So I'm trying to make a super light, deliberately memory heavy, yet very fast hashtable for very fast lookups where I don't care about memory usage and I don't care if it makes a rare mistake.
Basically it just creates a ginormous array (yes array, not slice), hashes a string using a modified FNVa hash (modified to give only a hash within the array bounds) and then saves or lookups up the value using the hash as the array index.
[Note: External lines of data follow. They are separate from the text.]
//! QC surfaces: per-session metadata, notes, and event overrides.

use chrono::{DateTime, Utc};
use sqlx::{Row, SqlitePool};
use uuid::Uuid;

#[derive(Debug, Clone, serde::Serialize)]
#[serde(rename_all = "camelCase")]
pub struct NoteRow {
    pub note_id: String,
    pub session_id: String,
    #[serde(skip_serializing_if = "Option::is_none")]
    pub author: Option<String>,
    pub body: String,
    pub created_at: DateTime<Utc>,
}

pub async fn get_meta(
    pool: &SqlitePool,
    session_id: &str,
) -> Result<Option<serde_json::Value>, sqlx::Error> {
    let row = sqlx::query("SELECT meta_json FROM session_meta WHERE session_id = ?1")
        .bind(session_id)
        .fetch_optional(pool)
        .await?;
    Ok(row.map(|r| {
        serde_json::from_str(&r.get::<String, _>("meta_json"))
            .unwrap_or(serde_json::Value::Null)
    }))
}

pub async fn put_meta(
    pool: &SqlitePool,
    session_id: &str,
    meta: &serde_json::Value,
    now: DateTime<Utc>,
) -> Result<(), sqlx::Error> {
    sqlx::query(
        "INSERT INTO session_meta (session_id, meta_json, updated_at) VALUES (?1, ?2, ?3)
         ON CONFLICT (session_id) DO UPDATE SET meta_json = ?2, updated_at = ?3",
    )
    .bind(session_id)
    .bind(meta.to_string())
    .bind(now)
    .execute(pool)
    .await?;
    Ok(())
}

pub async fn list_notes(
    pool: &SqlitePool,
    session_id: &str,
    limit: i64,
    offset: i64,
) -> Result<Vec<NoteRow>, sqlx::Error> {
    let rows = sqlx::query(
        "SELECT note_id, session_id, author, body, created_at
         FROM session_notes WHERE session_id = ?1
         ORDER BY created_at ASC, note_id ASC
         LIMIT ?2 OFFSET ?3",
    )
    .bind(session_id)
    .bind(limit)
    .bind(offset)
    .fetch_all(pool)
    .await?;
    Ok(rows
        .into_iter()
        .map(|r| NoteRow {
            note_id: r.get("note_id"),
            session_id: r.get("session_id"),
            author: r.get("author"),
            body: r.get("body"),
            created_at: r.get("created_at"),
        })
        .collect())
}

pub async fn add_note(
    pool: &SqlitePool,
    session_id: &str,
    author: Option<&str>,
    body: &str,
    now: DateTime<Utc>,
) -> Result<NoteRow, sqlx::Error> {
    let note_id = Uuid::new_v4().to_string();
    sqlx::query(
        "INSERT INTO session_notes (note_id, session_id, author, body, created_at)
         VALUES (?1, ?2, ?3, ?4, ?5)",
    )
    .bind(&note_id)
    .bind(session_id)
    .bind(author)
    .bind(body)
    .bind(now)
    .execute(pool)
    .await?;
    Ok(NoteRow {
        note_id,
        session_id: session_id.to_owned(),
        author: author.map(str::to_owned),
        body: body.to_owned(),
        created_at: now,
    })
}

pub async fn get_overrides(
    pool: &SqlitePool,
    session_id: &str,
) -> Result<Option<serde_json::Value>, sqlx::Error> {
    let row = sqlx::query("SELECT overrides_json FROM event_overrides WHERE session_id = ?1")
        .bind(session_id)
        .fetch_optional(pool)
        .await?;
    Ok(row.map(|r| {
        serde_json::from_str(&r.get::<String, _>("overrides_json"))
            .unwrap_or(serde_json::Value::Null)
    }))
}

pub async fn put_overrides(
    pool: &SqlitePool,
    session_id: &str,
    overrides: &serde_json::Value,
    now: DateTime<Utc>,
) -> Result<(), sqlx::Error> {
    sqlx::query(
        "INSERT INTO event_overrides (session_id, overrides_json, updated_at) VALUES (?1, ?2, ?3)
         ON CONFLICT (session_id) DO UPDATE SET overrides_json = ?2, updated_at = ?3",
    )
    .bind(session_id)
    .bind(overrides.to_string())
    .bind(now)
    .execute(pool)
    .await?;
    Ok(())
}
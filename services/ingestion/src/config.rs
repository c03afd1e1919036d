//! Service configuration.
//!
//! Every knob is read from the environment exactly once at startup and
//! carried in a `Config` value through the composition root; nothing else
//! in the service touches `std::env`.

use std::env;

/// How HTTP callers are authenticated.
#[derive(Debug, Clone, Copy, PartialEq, Eq)]
pub enum AuthMode {
    /// Synthesize a fixed actor from `DEV_*` knobs; for local development.
    Dev,
    /// Validate bearer tokens against the org-identity verifier.
    Bearer,
}

#[derive(Debug, Clone)]
pub struct AuthConfig {
    pub mode: AuthMode,
    pub dev_org_id: String,
    pub dev_user_id: String,
    pub dev_user_name: String,
    /// Base URL of the org-identity verifier (bearer mode).
    pub issuer: Option<String>,
    pub audience: Option<String>,
}

#[derive(Debug, Clone)]
pub struct Config {
    pub bind_addr: String,
    pub auth: AuthConfig,
    pub broker_url: String,
    pub broker_client_id: String,
    pub ops_broker_url: String,
    pub ops_client_id: String,
    pub db_path: String,
    pub kernel_url: String,
    pub auto_report_enabled: bool,
    pub ops_events_enabled: bool,
    pub kernel_fallback_enabled: bool,
    /// Static kid -> SPKI-base64 fallback map, raw JSON.
    pub device_keys_json: Option<String>,
    /// Remote device-identity service for key resolution.
    pub identity_url: Option<String>,
    pub session_gap_seconds: u64,
    pub close_silence_seconds: u64,
    /// Pipeline worker shard count; per-origin ordering holds within a shard.
    pub shards: usize,
}

impl Config {
    pub fn from_env() -> Self {
        Self::from_lookup(|key| env::var(key).ok())
    }

    /// Build a config from any key lookup.  Tests pass a map; `from_env`
    /// passes `env::var`.
    pub fn from_lookup(get: impl Fn(&str) -> Option<String>) -> Self {
        let broker_url =
            get("INGESTION_BROKER_URL").unwrap_or_else(|| "nats://127.0.0.1:4222".to_owned());
        let mode = match get("AUTH_MODE").as_deref() {
            Some("bearer") => AuthMode::Bearer,
            _ => AuthMode::Dev,
        };
        Self {
            bind_addr: get("BIND_ADDR").unwrap_or_else(|| "0.0.0.0:8080".to_owned()),
            auth: AuthConfig {
                mode,
                dev_org_id: get("DEV_ORG_ID").unwrap_or_else(|| "dev-org".to_owned()),
                dev_user_id: get("DEV_USER_ID").unwrap_or_else(|| "dev-user".to_owned()),
                dev_user_name: get("DEV_USER_NAME").unwrap_or_else(|| "Dev User".to_owned()),
                issuer: get("ORG_IDENTITY_ISSUER"),
                audience: get("ORG_IDENTITY_AUDIENCE"),
            },
            ops_broker_url: get("INGESTION_OPS_BROKER_URL").unwrap_or_else(|| broker_url.clone()),
            ops_client_id: get("INGESTION_OPS_CLIENT_ID")
                .unwrap_or_else(|| "roast-ingestion-ops".to_owned()),
            broker_client_id: get("INGESTION_BROKER_CLIENT_ID")
                .unwrap_or_else(|| "roast-ingestion".to_owned()),
            broker_url,
            db_path: get("INGESTION_DB_PATH").unwrap_or_else(|| "./var/ingestion.db".to_owned()),
            kernel_url: get("INGESTION_KERNEL_URL")
                .unwrap_or_else(|| "http://127.0.0.1:3000".to_owned()),
            auto_report_enabled: parse_bool(get("AUTO_REPORT_MISSIONS_ENABLED").as_deref()),
            ops_events_enabled: parse_bool(get("INGESTION_OPS_EVENTS_ENABLED").as_deref()),
            kernel_fallback_enabled: parse_bool(
                get("INGESTION_KERNEL_ENQUEUE_FALLBACK_ENABLED").as_deref(),
            ),
            device_keys_json: get("INGESTION_DEVICE_KEYS_JSON"),
            identity_url: get("INGESTION_IDENTITY_URL"),
            session_gap_seconds: parse_u64(get("SESSION_GAP_SECONDS").as_deref(), 30),
            close_silence_seconds: parse_u64(get("CLOSE_SILENCE_SECONDS").as_deref(), 15),
            shards: parse_u64(get("INGESTION_SHARDS").as_deref(), 4).max(1) as usize,
        }
    }
}

/// Accepted true spellings: `1`, `true`, `yes`, `on` (case-insensitive).
/// Anything else, including absence, is false.
fn parse_bool(value: Option<&str>) -> bool {
    matches!(
        value.map(str::to_ascii_lowercase).as_deref(),
        Some("1" | "true" | "yes" | "on")
    )
}

fn parse_u64(value: Option<&str>, default: u64) -> u64 {
    value.and_then(|v| v.parse().ok()).unwrap_or(default)
}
In theory this should be the fastest possible way to store and retrieve a key=>value pair.
This is my benchmark:
package main
import (
"fmt"
"time"
)
const dicsize250 = 2097152000 // tested 115 collisions
type Dictionary250_uint16 struct {
dictionary [dicsize250]uint16
}
func (d *Dictionary250_uint16) Add(s string, v uint16) {
i := id(s,dicsize250)
d.dictionary[i]=v
return
}
func (d *Dictionary250_uint16) Delete(s string) {
i := id(s,dicsize250)
d.dictionary[i]=0
return
}
func (d *Dictionary250_uint16) Exists(s string) bool {
i := id(s,dicsize250)
if d.dictionary[i]==0 {
return false
} else {
return true
}
}
func (d *Dictionary250_uint16) Find(s string) uint16 {
i := id(s,dicsize250)
return d.dictionary[i]
}
// This is a FNVa hash algorithm, modified to limit to dicsize
func id(s string, dicsize uint64) uint64 {
var hash uint64 = 2166136261
for _, c := range s {
hash = (hash^uint64(c))*16777619
}
return hash%dicsize
}
var donothing bool
func main() {
dic := new(Dictionary250_uint16)
dic.Add(`test1`,10)
dic.Add(`test2`,20)
dic.Add(`test3`,30)
dic.Add(`test4`,40)
dic.Add(`test5`,50)
mc := make(map[string]uint16)
mc[`test1`]=10
mc[`test2`]=10
mc[`test3`]=10
mc[`test4`]=10
mc[`test5`]=10
var t1 uint
var t2 uint
var t3 uint
donothing = true
// Dic hit
t1 = uint(time.Now().UnixNano())
for i:=0; i<50000000; i++ {
if dic.Exists(`test4`) {
donothing = true
}
}
t3 = uint(time.Now().UnixNano())
t2 = t3-t1
fmt.Println("Dic (hit) took ",t2)
// Dic miss
t1 = uint(time.Now().UnixNano())
for i:=0; i<50000000; i++ {
if dic.Exists(`whate`) {
donothing = true
}
}
t3 = uint(time.Now().UnixNano())
t2 = t3-t1
fmt.Println("Dic (miss) took ",t2)
// Map hit
t1 = uint(time.Now().UnixNano())
for i:=0; i<50000000; i++ {
_,ok := mc[`test4`]
if ok {
donothing=true
}
}
t3 = uint(time.Now().UnixNano())
t2 = t3-t1
fmt.Println("Map (hit) took ",t2)
// Map miss
t1 = uint(time.Now().UnixNano())
for i:=0; i<50000000; i++ {
_,ok := mc[`whate`]
if ok {
donothing=true
}
}
t3 = uint(time.Now().UnixNano())
t2 = t3-t1
fmt.Println("Map (miss) took ",t2)
donothing = false
}
The results I get are:
Dic (hit) took 2,858,604,059
Dic (miss) took 2,457,173,526
Map (hit) took 1,574,306,146
Map (miss) took 2,525,206,080
Basically my hashtable implementation is a lot slower, especially on hits, than just using a map. I don't see how this is possible since map is a heavy implementation (in comparison) which doesn't ever have any collisions, and does a lot more calculations. Whereas my implementation is super simple and relies on having a massive array of all possible indices.
What I am doing wrong?
For one thing, you're using a very large amount of memory compared to the built-in map, but that's a trade-of you mentioned you wanted to make.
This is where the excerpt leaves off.